Every line below that holds the word "PowerUpKind" must be listed.

┌──

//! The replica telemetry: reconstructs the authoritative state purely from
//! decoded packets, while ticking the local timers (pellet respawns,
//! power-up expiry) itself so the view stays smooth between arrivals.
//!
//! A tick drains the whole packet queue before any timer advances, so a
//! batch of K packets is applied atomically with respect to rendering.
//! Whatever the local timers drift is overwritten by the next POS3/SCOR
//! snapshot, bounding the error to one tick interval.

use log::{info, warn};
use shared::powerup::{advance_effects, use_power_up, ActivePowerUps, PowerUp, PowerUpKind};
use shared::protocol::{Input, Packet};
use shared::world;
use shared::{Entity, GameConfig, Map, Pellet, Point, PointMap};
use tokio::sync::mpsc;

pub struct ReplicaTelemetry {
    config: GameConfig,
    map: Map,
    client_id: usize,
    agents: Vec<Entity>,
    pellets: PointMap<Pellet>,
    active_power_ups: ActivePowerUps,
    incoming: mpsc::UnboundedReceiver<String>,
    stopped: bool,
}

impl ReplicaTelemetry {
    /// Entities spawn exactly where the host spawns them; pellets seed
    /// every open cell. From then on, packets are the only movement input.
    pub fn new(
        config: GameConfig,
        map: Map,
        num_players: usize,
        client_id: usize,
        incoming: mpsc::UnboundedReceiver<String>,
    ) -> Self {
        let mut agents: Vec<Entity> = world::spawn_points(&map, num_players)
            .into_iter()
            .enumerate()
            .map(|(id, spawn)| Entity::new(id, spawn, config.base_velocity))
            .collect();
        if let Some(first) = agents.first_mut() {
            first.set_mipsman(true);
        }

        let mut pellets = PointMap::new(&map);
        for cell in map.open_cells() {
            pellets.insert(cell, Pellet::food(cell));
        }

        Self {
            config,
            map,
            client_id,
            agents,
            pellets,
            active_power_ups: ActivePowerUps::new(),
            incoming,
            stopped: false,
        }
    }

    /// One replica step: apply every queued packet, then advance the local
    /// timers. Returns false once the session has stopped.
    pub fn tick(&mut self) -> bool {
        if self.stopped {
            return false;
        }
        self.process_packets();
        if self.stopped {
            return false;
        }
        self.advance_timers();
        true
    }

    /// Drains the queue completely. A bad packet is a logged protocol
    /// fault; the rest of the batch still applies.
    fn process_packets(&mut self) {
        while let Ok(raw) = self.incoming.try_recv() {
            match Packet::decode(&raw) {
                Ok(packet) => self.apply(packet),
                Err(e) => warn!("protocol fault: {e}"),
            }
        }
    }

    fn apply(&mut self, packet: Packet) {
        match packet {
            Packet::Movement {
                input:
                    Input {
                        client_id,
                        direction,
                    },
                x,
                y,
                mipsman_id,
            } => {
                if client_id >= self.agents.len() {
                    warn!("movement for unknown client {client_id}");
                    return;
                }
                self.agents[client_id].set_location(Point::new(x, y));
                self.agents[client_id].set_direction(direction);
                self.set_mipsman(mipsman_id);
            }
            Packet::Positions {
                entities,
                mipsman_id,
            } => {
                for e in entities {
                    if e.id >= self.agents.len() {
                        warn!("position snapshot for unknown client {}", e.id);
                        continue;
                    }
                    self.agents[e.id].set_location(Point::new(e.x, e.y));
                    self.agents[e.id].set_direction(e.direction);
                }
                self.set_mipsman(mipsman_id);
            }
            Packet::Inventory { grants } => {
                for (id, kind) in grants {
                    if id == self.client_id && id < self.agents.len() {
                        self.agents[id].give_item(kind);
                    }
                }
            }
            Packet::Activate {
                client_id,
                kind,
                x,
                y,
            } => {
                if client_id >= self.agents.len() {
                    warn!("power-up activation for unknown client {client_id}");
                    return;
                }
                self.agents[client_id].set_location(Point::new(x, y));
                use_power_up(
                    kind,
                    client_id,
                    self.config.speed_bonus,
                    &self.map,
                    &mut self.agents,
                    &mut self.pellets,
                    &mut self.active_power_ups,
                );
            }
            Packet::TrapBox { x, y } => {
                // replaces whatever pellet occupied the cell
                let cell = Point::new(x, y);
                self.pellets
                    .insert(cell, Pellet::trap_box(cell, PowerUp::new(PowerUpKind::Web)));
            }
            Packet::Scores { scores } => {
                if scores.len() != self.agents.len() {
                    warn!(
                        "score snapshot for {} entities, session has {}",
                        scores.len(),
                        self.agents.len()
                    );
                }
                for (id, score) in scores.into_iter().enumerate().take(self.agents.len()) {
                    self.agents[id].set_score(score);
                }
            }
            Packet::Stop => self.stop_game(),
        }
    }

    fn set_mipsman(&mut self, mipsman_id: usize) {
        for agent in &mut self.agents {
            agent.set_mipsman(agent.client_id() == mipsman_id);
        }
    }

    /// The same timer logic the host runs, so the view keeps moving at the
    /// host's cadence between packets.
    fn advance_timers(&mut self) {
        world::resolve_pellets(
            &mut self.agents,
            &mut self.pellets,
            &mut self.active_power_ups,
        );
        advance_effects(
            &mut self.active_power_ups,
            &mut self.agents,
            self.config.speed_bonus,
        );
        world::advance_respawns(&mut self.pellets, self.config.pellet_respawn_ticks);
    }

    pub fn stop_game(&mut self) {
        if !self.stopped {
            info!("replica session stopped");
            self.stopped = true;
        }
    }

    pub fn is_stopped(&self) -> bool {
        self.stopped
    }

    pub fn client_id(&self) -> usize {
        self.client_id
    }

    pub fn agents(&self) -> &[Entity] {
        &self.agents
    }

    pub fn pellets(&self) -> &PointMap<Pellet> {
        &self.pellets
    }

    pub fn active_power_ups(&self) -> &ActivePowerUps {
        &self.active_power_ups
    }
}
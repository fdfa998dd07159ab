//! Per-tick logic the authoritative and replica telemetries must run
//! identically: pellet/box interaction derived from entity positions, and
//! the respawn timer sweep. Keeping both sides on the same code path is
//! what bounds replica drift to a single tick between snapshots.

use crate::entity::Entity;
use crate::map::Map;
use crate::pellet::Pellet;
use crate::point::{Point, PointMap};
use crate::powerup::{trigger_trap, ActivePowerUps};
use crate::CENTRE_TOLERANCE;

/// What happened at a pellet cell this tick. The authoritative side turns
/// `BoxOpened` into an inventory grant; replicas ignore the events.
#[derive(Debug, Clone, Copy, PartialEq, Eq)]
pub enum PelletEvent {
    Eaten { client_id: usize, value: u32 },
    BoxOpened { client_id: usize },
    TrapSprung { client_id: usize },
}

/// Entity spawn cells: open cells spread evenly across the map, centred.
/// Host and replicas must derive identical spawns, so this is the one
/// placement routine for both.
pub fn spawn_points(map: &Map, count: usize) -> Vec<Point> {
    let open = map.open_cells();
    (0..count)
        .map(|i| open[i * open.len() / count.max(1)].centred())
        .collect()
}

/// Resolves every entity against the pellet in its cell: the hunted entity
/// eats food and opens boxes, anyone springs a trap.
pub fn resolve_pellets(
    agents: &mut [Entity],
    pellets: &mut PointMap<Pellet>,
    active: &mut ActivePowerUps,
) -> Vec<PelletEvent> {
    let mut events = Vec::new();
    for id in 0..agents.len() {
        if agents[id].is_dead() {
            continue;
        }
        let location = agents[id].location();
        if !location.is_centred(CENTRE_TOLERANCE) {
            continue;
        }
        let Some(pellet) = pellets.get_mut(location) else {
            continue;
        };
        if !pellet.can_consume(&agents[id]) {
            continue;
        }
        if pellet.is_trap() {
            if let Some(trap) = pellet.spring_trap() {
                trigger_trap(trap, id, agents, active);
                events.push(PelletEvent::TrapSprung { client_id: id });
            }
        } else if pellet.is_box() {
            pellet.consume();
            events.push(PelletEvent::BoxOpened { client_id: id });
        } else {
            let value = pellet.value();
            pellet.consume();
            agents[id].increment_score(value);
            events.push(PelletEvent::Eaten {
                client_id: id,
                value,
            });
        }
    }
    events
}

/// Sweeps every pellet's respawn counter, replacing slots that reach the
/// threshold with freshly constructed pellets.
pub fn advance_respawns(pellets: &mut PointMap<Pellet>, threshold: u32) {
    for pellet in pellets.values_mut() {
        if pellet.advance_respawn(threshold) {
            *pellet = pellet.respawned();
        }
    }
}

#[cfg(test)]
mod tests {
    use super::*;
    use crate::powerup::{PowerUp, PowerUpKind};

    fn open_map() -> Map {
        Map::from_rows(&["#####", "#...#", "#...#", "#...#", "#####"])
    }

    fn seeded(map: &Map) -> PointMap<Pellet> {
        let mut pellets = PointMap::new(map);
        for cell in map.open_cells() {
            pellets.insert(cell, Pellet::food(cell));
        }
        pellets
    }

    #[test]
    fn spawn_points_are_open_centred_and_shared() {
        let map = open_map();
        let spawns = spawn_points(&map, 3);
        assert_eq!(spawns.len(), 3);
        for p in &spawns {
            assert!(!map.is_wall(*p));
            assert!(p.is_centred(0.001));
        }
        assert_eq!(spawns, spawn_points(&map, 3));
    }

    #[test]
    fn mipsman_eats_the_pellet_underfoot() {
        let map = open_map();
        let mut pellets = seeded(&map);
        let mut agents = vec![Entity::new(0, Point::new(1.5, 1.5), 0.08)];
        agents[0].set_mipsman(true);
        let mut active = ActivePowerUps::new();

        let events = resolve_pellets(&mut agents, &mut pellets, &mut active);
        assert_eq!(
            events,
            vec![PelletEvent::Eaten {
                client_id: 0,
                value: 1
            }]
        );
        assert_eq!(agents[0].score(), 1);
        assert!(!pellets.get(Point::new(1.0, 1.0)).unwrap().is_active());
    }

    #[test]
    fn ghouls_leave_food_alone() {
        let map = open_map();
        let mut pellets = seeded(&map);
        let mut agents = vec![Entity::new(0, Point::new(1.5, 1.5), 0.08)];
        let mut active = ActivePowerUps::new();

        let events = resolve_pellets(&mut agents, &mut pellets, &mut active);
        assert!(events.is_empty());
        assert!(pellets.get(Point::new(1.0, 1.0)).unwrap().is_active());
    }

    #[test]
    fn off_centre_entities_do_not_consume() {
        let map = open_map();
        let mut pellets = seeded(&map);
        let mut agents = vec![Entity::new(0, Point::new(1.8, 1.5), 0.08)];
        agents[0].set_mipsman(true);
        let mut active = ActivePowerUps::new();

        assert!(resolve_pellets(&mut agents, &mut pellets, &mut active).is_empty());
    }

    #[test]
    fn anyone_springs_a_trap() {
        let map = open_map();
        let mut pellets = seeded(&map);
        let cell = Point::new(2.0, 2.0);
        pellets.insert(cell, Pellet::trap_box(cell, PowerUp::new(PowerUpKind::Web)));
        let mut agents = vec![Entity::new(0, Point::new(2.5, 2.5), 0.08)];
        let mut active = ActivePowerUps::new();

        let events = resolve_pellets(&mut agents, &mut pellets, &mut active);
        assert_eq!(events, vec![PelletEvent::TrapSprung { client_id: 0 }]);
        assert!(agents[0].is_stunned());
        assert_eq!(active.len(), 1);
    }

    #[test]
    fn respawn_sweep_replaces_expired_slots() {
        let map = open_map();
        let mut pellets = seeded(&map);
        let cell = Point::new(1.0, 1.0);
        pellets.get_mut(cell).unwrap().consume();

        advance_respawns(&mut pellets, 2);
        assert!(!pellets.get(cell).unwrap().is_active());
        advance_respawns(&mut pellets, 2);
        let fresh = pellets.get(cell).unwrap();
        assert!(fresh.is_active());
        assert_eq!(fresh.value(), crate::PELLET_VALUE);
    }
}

└──

## SOLUTION TO THE EXERCISE
use shared::powerup::{advance_effects, use_power_up, ActivePowerUps, PowerUp, PowerUpKind};
                    .insert(cell, Pellet::trap_box(cell, PowerUp::new(PowerUpKind::Web)));
    use crate::powerup::{PowerUp, PowerUpKind};
        pellets.insert(cell, Pellet::trap_box(cell, PowerUp::new(PowerUpKind::Web)));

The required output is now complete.